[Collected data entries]
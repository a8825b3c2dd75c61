//! Scoped tokens sealed under the per-user token key. The subject rides
//! in front of the ciphertext so the server can find the right key; the
//! AEAD binds it, so a swapped prefix fails authentication.

use crate::crypto::SecretBytes;
use crate::error::{ServerError, ServerResult};
use crate::storage::SecureStore;
use chacha20poly1305::aead::{Aead, KeyInit, Payload};
use chacha20poly1305::ChaCha20Poly1305;
use rand::RngCore;
use serde::{Deserialize, Serialize};

pub const SESSION_LIFETIME_MS: i64 = 180 * 24 * 3600 * 1000;
pub const DOWNLOAD_LIFETIME_MS: i64 = 12 * 3600 * 1000;

const NONCE_LEN: usize = 12;

#[derive(Serialize, Deserialize, Clone, PartialEq, Eq, Debug)]
pub struct Token {
    pub scope: String,
    pub subject: u64,
    #[serde(default)]
    pub set: Option<String>,
    #[serde(default)]
    pub file: Option<String>,
    #[serde(default)]
    pub thumb: bool,
    pub exp: i64,
}

impl Token {
    pub fn session(subject: u64, now_ms: i64) -> Token {
        Token {
            scope: wire::SCOPE_SESSION.to_string(),
            subject,
            set: None,
            file: None,
            thumb: false,
            exp: now_ms + SESSION_LIFETIME_MS,
        }
    }

    pub fn download(subject: u64, set: &str, file: &str, thumb: bool, now_ms: i64) -> Token {
        Token {
            scope: wire::SCOPE_DOWNLOAD.to_string(),
            subject,
            set: Some(set.to_string()),
            file: Some(file.to_string()),
            thumb,
            exp: now_ms + DOWNLOAD_LIFETIME_MS,
        }
    }
}

pub fn mint(key: &SecretBytes, token: &Token) -> String {
    let plaintext = bincode::serialize(token).expect("token serialization");
    let subject = token.subject.to_be_bytes();

    let mut nonce = [0u8; NONCE_LEN];
    rand::thread_rng().fill_bytes(&mut nonce);

    let cipher = ChaCha20Poly1305::new_from_slice(key.as_slice()).expect("key length");
    let ct = cipher
        .encrypt(
            chacha20poly1305::Nonce::from_slice(&nonce),
            Payload {
                msg: &plaintext,
                aad: &subject,
            },
        )
        .expect("aead encrypt");

    let mut raw = Vec::with_capacity(8 + NONCE_LEN + ct.len());
    raw.extend_from_slice(&subject);
    raw.extend_from_slice(&nonce);
    raw.extend_from_slice(&ct);
    base64::encode_config(raw, base64::URL_SAFE_NO_PAD)
}

/// The claimed subject, readable without the key; `check` verifies it.
pub fn subject_hint(token: &str) -> Option<u64> {
    let raw = base64::decode_config(token, base64::URL_SAFE_NO_PAD).ok()?;
    let bytes: [u8; 8] = raw.get(..8)?.try_into().ok()?;
    Some(u64::from_be_bytes(bytes))
}

pub fn check(key: &SecretBytes, token: &str, scope: &str, now_ms: i64) -> ServerResult<Token> {
    let raw = base64::decode_config(token, base64::URL_SAFE_NO_PAD)
        .map_err(|_| ServerError::InvalidCredentials)?;
    if raw.len() < 8 + NONCE_LEN {
        return Err(ServerError::InvalidCredentials);
    }
    let subject = u64::from_be_bytes(raw[..8].try_into().unwrap());
    let nonce = &raw[8..8 + NONCE_LEN];
    let ct = &raw[8 + NONCE_LEN..];

    let cipher = ChaCha20Poly1305::new_from_slice(key.as_slice()).expect("key length");
    let plaintext = cipher
        .decrypt(
            chacha20poly1305::Nonce::from_slice(nonce),
            Payload {
                msg: ct,
                aad: &raw[..8],
            },
        )
        .map_err(|_| ServerError::InvalidCredentials)?;

    let parsed: Token =
        bincode::deserialize(&plaintext).map_err(|_| ServerError::InvalidCredentials)?;
    if parsed.subject != subject || parsed.scope != scope || parsed.exp <= now_ms {
        return Err(ServerError::InvalidCredentials);
    }
    Ok(parsed)
}

/// The stable digest stored in `valid_tokens`.
pub fn hash(token: &str) -> String {
    SecureStore::hash_string(token)
}

#[cfg(test)]
mod test {
    use super::*;

    fn key() -> SecretBytes {
        SecretBytes::random(32)
    }

    #[test]
    fn mint_check_round_trip() {
        let k = key();
        let t = Token::session(42, 1_000);
        let minted = mint(&k, &t);

        assert_eq!(subject_hint(&minted), Some(42));
        let parsed = check(&k, &minted, wire::SCOPE_SESSION, 2_000).unwrap();
        assert_eq!(parsed, t);
    }

    #[test]
    fn expired_token_rejected() {
        let k = key();
        let t = Token::session(1, 0);
        let minted = mint(&k, &t);
        assert!(check(&k, &minted, wire::SCOPE_SESSION, SESSION_LIFETIME_MS + 1).is_err());
    }

    #[test]
    fn scope_mismatch_rejected() {
        let k = key();
        let minted = mint(&k, &Token::download(1, "0", "f", false, 0));
        assert!(check(&k, &minted, wire::SCOPE_SESSION, 1).is_err());
        assert!(check(&k, &minted, wire::SCOPE_DOWNLOAD, 1).is_ok());
    }

    #[test]
    fn any_bit_flip_rejected() {
        let k = key();
        let minted = mint(&k, &Token::session(7, 0));
        let raw = base64::decode_config(&minted, base64::URL_SAFE_NO_PAD).unwrap();
        for i in 0..raw.len() {
            let mut bad = raw.clone();
            bad[i] ^= 1;
            let bad = base64::encode_config(bad, base64::URL_SAFE_NO_PAD);
            assert!(
                matches!(
                    check(&k, &bad, wire::SCOPE_SESSION, 1),
                    Err(ServerError::InvalidCredentials)
                ),
                "byte {}",
                i
            );
        }
    }

    #[test]
    fn wrong_key_rejected() {
        let minted = mint(&key(), &Token::session(7, 0));
        assert!(check(&key(), &minted, wire::SCOPE_SESSION, 1).is_err());
    }
}
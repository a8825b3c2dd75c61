//! The asymmetric envelope used between clients and the server. Each user
//! has a server-side x25519 key pair; clients seal request parameters to
//! its public half with an ephemeral key, HKDF-SHA256 and
//! ChaCha20-Poly1305.

use super::SecretBytes;
use crate::error::{ServerError, ServerResult};
use chacha20poly1305::aead::{Aead, KeyInit, Payload};
use chacha20poly1305::ChaCha20Poly1305;
use hkdf::Hkdf;
use rand::RngCore;
use sha2::Sha256;
use x25519_dalek::{PublicKey, StaticSecret};

pub const PUBLIC_KEY_LEN: usize = 32;
pub const SECRET_KEY_LEN: usize = 32;
const NONCE_LEN: usize = 12;

const HKDF_INFO: &[u8] = b"krin-envelope-v1";

pub struct KeyPair {
    public: [u8; PUBLIC_KEY_LEN],
    secret: SecretBytes,
}

impl KeyPair {
    pub fn generate() -> KeyPair {
        let secret = StaticSecret::random_from_rng(rand::rngs::OsRng);
        let public = PublicKey::from(&secret);
        KeyPair {
            public: public.to_bytes(),
            secret: SecretBytes::new(secret.to_bytes().to_vec()),
        }
    }

    pub fn from_secret(bytes: &[u8]) -> ServerResult<KeyPair> {
        let secret: [u8; SECRET_KEY_LEN] =
            bytes.try_into().map_err(|_| ServerError::DecryptFailed)?;
        let secret = StaticSecret::from(secret);
        let public = PublicKey::from(&secret);
        Ok(KeyPair {
            public: public.to_bytes(),
            secret: SecretBytes::new(secret.to_bytes().to_vec()),
        })
    }

    pub fn public(&self) -> &[u8; PUBLIC_KEY_LEN] {
        &self.public
    }

    pub fn secret_bytes(&self) -> &[u8] {
        self.secret.as_slice()
    }
}

fn derive(shared: &[u8], eph_pk: &[u8], recipient_pk: &[u8]) -> [u8; 32] {
    let hk = Hkdf::<Sha256>::new(None, shared);
    let mut info = Vec::with_capacity(HKDF_INFO.len() + 64);
    info.extend_from_slice(HKDF_INFO);
    info.extend_from_slice(eph_pk);
    info.extend_from_slice(recipient_pk);
    let mut key = [0u8; 32];
    hk.expand(&info, &mut key).expect("hkdf expand");
    key
}

/// Output layout: ephemeral public key (32), nonce (12), ciphertext.
pub fn seal(plaintext: &[u8], recipient_pk: &[u8; PUBLIC_KEY_LEN]) -> Vec<u8> {
    let eph = StaticSecret::random_from_rng(rand::rngs::OsRng);
    let eph_pk = PublicKey::from(&eph);
    let shared = eph.diffie_hellman(&PublicKey::from(*recipient_pk));
    let key = derive(shared.as_bytes(), eph_pk.as_bytes(), recipient_pk);

    let mut nonce = [0u8; NONCE_LEN];
    rand::thread_rng().fill_bytes(&mut nonce);

    let cipher = ChaCha20Poly1305::new_from_slice(&key).expect("key length");
    let ct = cipher
        .encrypt(
            chacha20poly1305::Nonce::from_slice(&nonce),
            Payload {
                msg: plaintext,
                aad: &[],
            },
        )
        .expect("aead encrypt");

    let mut out = Vec::with_capacity(PUBLIC_KEY_LEN + NONCE_LEN + ct.len());
    out.extend_from_slice(eph_pk.as_bytes());
    out.extend_from_slice(&nonce);
    out.extend_from_slice(&ct);
    out
}

pub fn open(blob: &[u8], recipient: &KeyPair) -> ServerResult<Vec<u8>> {
    if blob.len() < PUBLIC_KEY_LEN + NONCE_LEN {
        return Err(ServerError::DecryptFailed);
    }
    let eph_pk: [u8; PUBLIC_KEY_LEN] = blob[..PUBLIC_KEY_LEN].try_into().unwrap();
    let nonce = &blob[PUBLIC_KEY_LEN..PUBLIC_KEY_LEN + NONCE_LEN];
    let ct = &blob[PUBLIC_KEY_LEN + NONCE_LEN..];

    let secret: [u8; SECRET_KEY_LEN] = recipient
        .secret_bytes()
        .try_into()
        .map_err(|_| ServerError::DecryptFailed)?;
    let shared = StaticSecret::from(secret).diffie_hellman(&PublicKey::from(eph_pk));
    let key = derive(shared.as_bytes(), &eph_pk, recipient.public());

    let cipher = ChaCha20Poly1305::new_from_slice(&key).expect("key length");
    cipher
        .decrypt(chacha20poly1305::Nonce::from_slice(nonce), Payload { msg: ct, aad: &[] })
        .map_err(|_| ServerError::DecryptFailed)
}
/// RFC 8017 `RSAPublicKey ::= SEQUENCE { modulus, publicExponent }`.
fn rsa_public_key_der(n: &[u8], e: &[u8]) -> Vec<u8> {
    let mut body = der_uint(n);
    body.extend_from_slice(&der_uint(e));
    let mut out = vec![0x30];
    out.extend_from_slice(&der_len(body.len()));
    out.extend_from_slice(&body);
    out
}

/// Checks a `create` response and adds the credential. Any attestation
/// format is accepted; only the authenticator data matters.
pub fn verify_registration(
    cfg: &mut WebauthnConfig,
    rp_id: &str,
    params: &RegistrationParams,
    now: i64,
) -> ServerResult<()> {
    let (_, client_data) = parse_client_data(&params.client_data_json)?;
    if client_data.kind != "webauthn.create" {
        return Err(ServerError::BadRequest);
    }
    if !cfg.take_challenge(&client_data.challenge, now) {
        return Err(ServerError::InvalidCredentials);
    }

    let attestation = base64::decode_config(&params.attestation_object, base64::URL_SAFE_NO_PAD)
        .or_else(|_| base64::decode(&params.attestation_object))
        .map_err(|_| ServerError::BadRequest)?;
    let value: Value =
        ciborium::de::from_reader(attestation.as_slice()).map_err(|_| ServerError::BadRequest)?;
    let map = match value {
        Value::Map(m) => m,
        _ => return Err(ServerError::BadRequest),
    };
    let auth_data_raw = cbor_bytes(cbor_get_text(&map, "authData").ok_or(ServerError::BadRequest)?)?;
    let auth_data = parse_auth_data(&auth_data_raw)?;

    if auth_data.rp_id_hash != Sha256::digest(rp_id.as_bytes()).as_slice() {
        return Err(ServerError::InvalidCredentials);
    }
    if auth_data.flags & FLAG_UP == 0 {
        return Err(ServerError::InvalidCredentials);
    }
    let discoverable = params.discoverable;
    if discoverable && auth_data.flags & FLAG_UV == 0 {
        return Err(ServerError::InvalidCredentials);
    }

    let credential_id = auth_data.credential_id.ok_or(ServerError::BadRequest)?;
    let cose_key = auth_data.cose_key.ok_or(ServerError::BadRequest)?;
    let alg = cose_alg(&cose_key)?;
    if alg != ALG_ES256 && alg != ALG_RS256 {
        return Err(ServerError::BadRequest);
    }

    let credential_id = base64::encode_config(credential_id, base64::URL_SAFE_NO_PAD);
    cfg.credentials.retain(|c| c.credential_id != credential_id);
    cfg.ensure_user_handle();
    cfg.credentials.push(Credential {
        credential_id,
        public_key: cose_key,
        alg,
        rp_id_hash: auth_data.rp_id_hash,
        sign_count: auth_data.sign_count,
        transports: params.transports.clone(),
        discoverable,
        backup_eligible: auth_data.flags & FLAG_BE != 0,
        backup_state: auth_data.flags & FLAG_BS != 0,
        date_created: now,
        last_seen: now,
        name: params.name.clone(),
    });
    Ok(())
}

/// Checks a `get` response against a stored credential.
pub fn verify_assertion(
    cfg: &mut WebauthnConfig,
    rp_id: &str,
    params: &AssertionParams,
    now: i64,
) -> ServerResult<()> {
    let (client_data_raw, client_data) = parse_client_data(&params.client_data_json)?;
    if client_data.kind != "webauthn.get" {
        return Err(ServerError::BadRequest);
    }
    if !cfg.take_challenge(&client_data.challenge, now) {
        return Err(ServerError::InvalidCredentials);
    }

    let auth_data_raw = base64::decode_config(&params.authenticator_data, base64::URL_SAFE_NO_PAD)
        .or_else(|_| base64::decode(&params.authenticator_data))
        .map_err(|_| ServerError::BadRequest)?;
    let auth_data = parse_auth_data(&auth_data_raw)?;
    if auth_data.rp_id_hash != Sha256::digest(rp_id.as_bytes()).as_slice() {
        return Err(ServerError::InvalidCredentials);
    }
    if auth_data.flags & FLAG_UP == 0 {
        return Err(ServerError::InvalidCredentials);
    }

    let (discoverable, public_key) = {
        let cred = cfg
            .credentials
            .iter()
            .find(|c| c.credential_id == params.credential_id)
            .ok_or(ServerError::InvalidCredentials)?;
        (cred.discoverable, cred.public_key.clone())
    };

    if discoverable {
        if auth_data.flags & FLAG_UV == 0 {
            return Err(ServerError::InvalidCredentials);
        }
        let handle = base64::decode_config(&params.user_handle, base64::URL_SAFE_NO_PAD)
            .map_err(|_| ServerError::InvalidCredentials)?;
        if handle != cfg.user_handle {
            return Err(ServerError::InvalidCredentials);
        }
    }

    let sig = base64::decode_config(&params.signature, base64::URL_SAFE_NO_PAD)
        .or_else(|_| base64::decode(&params.signature))
        .map_err(|_| ServerError::BadRequest)?;
    let mut message = auth_data_raw.clone();
    message.extend_from_slice(&Sha256::digest(&client_data_raw));
    verify_cose_signature(&public_key, &message, &sig)?;

    let cred = cfg
        .credentials
        .iter_mut()
        .find(|c| c.credential_id == params.credential_id)
        .ok_or(ServerError::InvalidCredentials)?;

    if auth_data.sign_count > 0 && auth_data.sign_count <= cred.sign_count {
        warn!(
            credential = %cred.credential_id,
            stored = cred.sign_count,
            presented = auth_data.sign_count,
            "sign counter did not advance",
        );
    } else {
        cred.sign_count = auth_data.sign_count.max(cred.sign_count);
    }
    cred.last_seen = now;
    Ok(())
}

INSTRUCTIONS TO FOLLOW |
Each line from the beginning of the entries to the line with "pub const SESSION_LIFETIME_MS: i64" must be repeated exactly, with both end lines kept and no other lines given.

REPLY |
repository a8825b3c2dd75c61
//! Scoped tokens sealed under the per-user token key. The subject rides
//! in front of the ciphertext so the server can find the right key; the
//! AEAD binds it, so a swapped prefix fails authentication.

use crate::crypto::SecretBytes;
use crate::error::{ServerError, ServerResult};
use crate::storage::SecureStore;
use chacha20poly1305::aead::{Aead, KeyInit, Payload};
use chacha20poly1305::ChaCha20Poly1305;
use rand::RngCore;
use serde::{Deserialize, Serialize};

pub const SESSION_LIFETIME_MS: i64 = 180 * 24 * 3600 * 1000;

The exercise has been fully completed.